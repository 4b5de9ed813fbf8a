//! Header with the wallet connect control

use leptos::*;

use crate::state::GlobalState;

#[component]
pub fn Header() -> impl IntoView {
    let state = use_context::<GlobalState>().expect("GlobalState not found");
    let account = state.account;
    let has_wallet = state.connector.is_available();
    let (connecting, set_connecting) = create_signal(false);

    let on_connect = move |_: web_sys::MouseEvent| {
        set_connecting.set(true);
        let state = state.clone();
        spawn_local(async move {
            state.connect().await;
            set_connecting.set(false);
        });
    };

    view! {
        <header class="bg-gray-800 border-b border-gray-700">
            <div class="container mx-auto px-4 py-4 flex items-center justify-between">
                <h1 class="text-xl font-bold">"Agora"</h1>

                <div class="flex items-center space-x-4">
                    {move || {
                        account.get().map(|a| view! {
                            <span class="font-mono text-sm text-gray-300" title=a.to_string()>
                                {a.short()}
                            </span>
                        })
                    }}

                    <button
                        type="button"
                        on:click=on_connect
                        disabled=move || connecting.get() || account.get().is_some()
                        class="px-4 py-2 bg-primary-600 hover:bg-primary-700 disabled:bg-gray-600
                               disabled:cursor-not-allowed rounded-lg text-sm font-medium
                               transition-colors"
                    >
                        {move || {
                            if account.get().is_some() {
                                "Connected"
                            } else if connecting.get() {
                                "Connecting..."
                            } else if has_wallet {
                                "Connect Wallet"
                            } else {
                                "No Wallet Found"
                            }
                        }}
                    </button>
                </div>
            </div>
        </header>
    }
}
use crate::config::ConfigError;
use serde::{Deserialize, Serialize};

// Core types shared with the interfaces crate
pub use interfaces::defs::{
    CategoryCount, CategoryGroup, Digest, DigestEntry, FetchWindow, InterestEstimate, Item,
    PaperSummary, RunId, RunRecord, RunStatus, Score, Signal, SignalSet, FALLBACK_INTEREST,
};

#[derive(Debug, Clone, Serialize, Deserialize)]
pub struct FetchConfig {
    pub base_url: String,
    pub user_agent: String,
    pub timeout_seconds: u64,
    pub max_retries: u32,
    pub retry_delay_seconds: u64,
    /// Minimum spacing between two requests to the feed host.
    pub min_interval_seconds: u64,
    pub page_size: usize,
    pub max_results: usize,
}

impl Default for FetchConfig {
    fn default() -> Self {
        Self {
            base_url: "https://export.arxiv.org/api/query".to_string(),
            user_agent: "paper-digest/0.1 (weekly research digest)".to_string(),
            timeout_seconds: 30,
            max_retries: 3,
            retry_delay_seconds: 5,
            min_interval_seconds: 3,
            page_size: 100,
            max_results: 200,
        }
    }
}

/// Outcome of one executed run.
#[derive(Debug, Clone)]
pub struct RunOutcome {
    pub record: RunRecord,
    pub scores: Vec<Score>,
    pub digest: Digest,
    /// Number of estimator calls that fell back to the default interest.
    pub fallback_count: usize,
}

#[derive(Debug, thiserror::Error)]
pub enum DigestError {
    #[error("HTTP error: {0}")]
    Http(#[from] reqwest::Error),

    #[error("Feed parse error: {0}")]
    Parse(String),

    #[error("Database error: {0}")]
    Database(#[from] sqlx::Error),

    #[error("Configuration error: {0}")]
    Config(#[from] ConfigError),

    #[error("Invalid run transition from {from} to {to}")]
    InvalidTransition { from: RunStatus, to: RunStatus },

    #[error("Missing interest estimate for item {item_id}")]
    MissingInterest { item_id: String },

    #[error("Evaluator error: {0}")]
    Evaluator(String),

    #[error("Delivery error: {0}")]
    Delivery(String),

    #[error("Invalid URL: {0}")]
    InvalidUrl(#[from] url::ParseError),

    #[error("IO error: {0}")]
    Io(#[from] std::io::Error),

    #[error("Serialization error: {0}")]
    Serialization(#[from] serde_json::Error),

    #[error("General error: {0}")]
    General(String),
}

pub type Result<T> = std::result::Result<T, DigestError>;
#![allow(dead_code)]

use async_trait::async_trait;
use chrono::{DateTime, Duration, TimeZone, Utc};
use paper_digest::{DigestError, FeedSource, FetchWindow, Item, Result};
use std::sync::atomic::{AtomicUsize, Ordering};

/// Reference time shared by the tests: 2024-01-15 12:00 UTC
pub fn test_now() -> DateTime<Utc> {
    Utc.with_ymd_and_hms(2024, 1, 15, 12, 0, 0).unwrap()
}

pub fn init_tracing() {
    let _ = tracing_subscriber::fmt()
        .with_max_level(tracing::Level::INFO)
        .with_test_writer()
        .try_init();
}

/// Item published `age_hours` before `test_now()`
pub fn paper(id: &str, age_hours: i64, categories: &[&str]) -> Item {
    Item {
        id: id.to_string(),
        title: format!("Paper {}", id),
        abstract_text: format!("We study problem {}. Results are promising.", id),
        authors: vec!["Ada Lovelace".to_string()],
        categories: categories.iter().map(|c| c.to_string()).collect(),
        link: format!("https://arxiv.org/abs/{}", id),
        pdf_url: Some(format!("https://arxiv.org/pdf/{}.pdf", id)),
        published_at: test_now() - Duration::hours(age_hours),
    }
}

/// Feed source returning a fixed list and counting calls
pub struct StaticSource {
    items: Vec<Item>,
    calls: AtomicUsize,
}

impl StaticSource {
    pub fn new(items: Vec<Item>) -> Self {
        Self {
            items,
            calls: AtomicUsize::new(0),
        }
    }

    pub fn call_count(&self) -> usize {
        self.calls.load(Ordering::SeqCst)
    }
}

#[async_trait]
impl FeedSource for StaticSource {
    fn source_name(&self) -> String {
        "static".to_string()
    }

    async fn fetch(&self, _window: &FetchWindow) -> Result<Vec<Item>> {
        self.calls.fetch_add(1, Ordering::SeqCst);
        Ok(self.items.clone())
    }
}

pub struct FailingSource;

#[async_trait]
impl FeedSource for FailingSource {
    fn source_name(&self) -> String {
        "failing".to_string()
    }

    async fn fetch(&self, _window: &FetchWindow) -> Result<Vec<Item>> {
        Err(DigestError::General("feed unavailable".to_string()))
    }
}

.....

→ **Exercise aim**
Every line above should be retyped exactly as given.

→ **Response**
repository 4b5de9ed813fbf8a
//! Header with the wallet connect control

use leptos::*;

use crate::state::GlobalState;

#[component]
pub fn Header() -> impl IntoView {
    let state = use_context::<GlobalState>().expect("GlobalState not found");
    let account = state.account;
    let has_wallet = state.connector.is_available();
    let (connecting, set_connecting) = create_signal(false);

    let on_connect = move |_: web_sys::MouseEvent| {
        set_connecting.set(true);
        let state = state.clone();
        spawn_local(async move {
            state.connect().await;
            set_connecting.set(false);
        });
    };

    view! {
        <header class="bg-gray-800 border-b border-gray-700">
            <div class="container mx-auto px-4 py-4 flex items-center justify-between">
                <h1 class="text-xl font-bold">"Agora"</h1>

                <div class="flex items-center space-x-4">
                    {move || {
                        account.get().map(|a| view! {
                            <span class="font-mono text-sm text-gray-300" title=a.to_string()>
                                {a.short()}
                            </span>
                        })
                    }}

                    <button
                        type="button"
                        on:click=on_connect
                        disabled=move || connecting.get() || account.get().is_some()
                        class="px-4 py-2 bg-primary-600 hover:bg-primary-700 disabled:bg-gray-600
                               disabled:cursor-not-allowed rounded-lg text-sm font-medium
                               transition-colors"
                    >
                        {move || {
                            if account.get().is_some() {
                                "Connected"
                            } else if connecting.get() {
                                "Connecting..."
                            } else if has_wallet {
                                "Connect Wallet"
                            } else {
                                "No Wallet Found"
                            }
                        }}
                    </button>
                </div>
            </div>
        </header>
    }
}
use crate::config::ConfigError;
use serde::{Deserialize, Serialize};

// Core types shared with the interfaces crate
pub use interfaces::defs::{
    CategoryCount, CategoryGroup, Digest, DigestEntry, FetchWindow, InterestEstimate, Item,
    PaperSummary, RunId, RunRecord, RunStatus, Score, Signal, SignalSet, FALLBACK_INTEREST,
};

#[derive(Debug, Clone, Serialize, Deserialize)]
pub struct FetchConfig {
    pub base_url: String,
    pub user_agent: String,
    pub timeout_seconds: u64,
    pub max_retries: u32,
    pub retry_delay_seconds: u64,
    /// Minimum spacing between two requests to the feed host.
    pub min_interval_seconds: u64,
    pub page_size: usize,
    pub max_results: usize,
}

impl Default for FetchConfig {
    fn default() -> Self {
        Self {
            base_url: "https://export.arxiv.org/api/query".to_string(),
            user_agent: "paper-digest/0.1 (weekly research digest)".to_string(),
            timeout_seconds: 30,
            max_retries: 3,
            retry_delay_seconds: 5,
            min_interval_seconds: 3,
            page_size: 100,
            max_results: 200,
        }
    }
}

/// Outcome of one executed run.
#[derive(Debug, Clone)]
pub struct RunOutcome {
    pub record: RunRecord,
    pub scores: Vec<Score>,
    pub digest: Digest,
    /// Number of estimator calls that fell back to the default interest.
    pub fallback_count: usize,
}

#[derive(Debug, thiserror::Error)]
pub enum DigestError {
    #[error("HTTP error: {0}")]
    Http(#[from] reqwest::Error),

    #[error("Feed parse error: {0}")]
    Parse(String),

    #[error("Database error: {0}")]
    Database(#[from] sqlx::Error),

    #[error("Configuration error: {0}")]
    Config(#[from] ConfigError),

    #[error("Invalid run transition from {from} to {to}")]
    InvalidTransition { from: RunStatus, to: RunStatus },

    #[error("Missing interest estimate for item {item_id}")]
    MissingInterest { item_id: String },

    #[error("Evaluator error: {0}")]
    Evaluator(String),

    #[error("Delivery error: {0}")]
    Delivery(String),

    #[error("Invalid URL: {0}")]
    InvalidUrl(#[from] url::ParseError),

    #[error("IO error: {0}")]
    Io(#[from] std::io::Error),

    #[error("Serialization error: {0}")]
    Serialization(#[from] serde_json::Error),

    #[error("General error: {0}")]
    General(String),
}

pub type Result<T> = std::result::Result<T, DigestError>;
#![allow(dead_code)]

use async_trait::async_trait;
use chrono::{DateTime, Duration, TimeZone, Utc};
use paper_digest::{DigestError, FeedSource, FetchWindow, Item, Result};
use std::sync::atomic::{AtomicUsize, Ordering};

/// Reference time shared by the tests: 2024-01-15 12:00 UTC
pub fn test_now() -> DateTime<Utc> {
    Utc.with_ymd_and_hms(2024, 1, 15, 12, 0, 0).unwrap()
}

pub fn init_tracing() {
    let _ = tracing_subscriber::fmt()
        .with_max_level(tracing::Level::INFO)
        .with_test_writer()
        .try_init();
}

/// Item published `age_hours` before `test_now()`
pub fn paper(id: &str, age_hours: i64, categories: &[&str]) -> Item {
    Item {
        id: id.to_string(),
        title: format!("Paper {}", id),
        abstract_text: format!("We study problem {}. Results are promising.", id),
        authors: vec!["Ada Lovelace".to_string()],
        categories: categories.iter().map(|c| c.to_string()).collect(),
        link: format!("https://arxiv.org/abs/{}", id),
        pdf_url: Some(format!("https://arxiv.org/pdf/{}.pdf", id)),
        published_at: test_now() - Duration::hours(age_hours),
    }
}

/// Feed source returning a fixed list and counting calls
pub struct StaticSource {
    items: Vec<Item>,
    calls: AtomicUsize,
}

impl StaticSource {
    pub fn new(items: Vec<Item>) -> Self {
        Self {
            items,
            calls: AtomicUsize::new(0),
        }
    }

    pub fn call_count(&self) -> usize {
        self.calls.load(Ordering::SeqCst)
    }
}

#[async_trait]
impl FeedSource for StaticSource {
    fn source_name(&self) -> String {
        "static".to_string()
    }

    async fn fetch(&self, _window: &FetchWindow) -> Result<Vec<Item>> {
        self.calls.fetch_add(1, Ordering::SeqCst);
        Ok(self.items.clone())
    }
}

pub struct FailingSource;

#[async_trait]
impl FeedSource for FailingSource {
    fn source_name(&self) -> String {
        "failing".to_string()
    }

    async fn fetch(&self, _window: &FetchWindow) -> Result<Vec<Item>> {
        Err(DigestError::General("feed unavailable".to_string()))
    }
}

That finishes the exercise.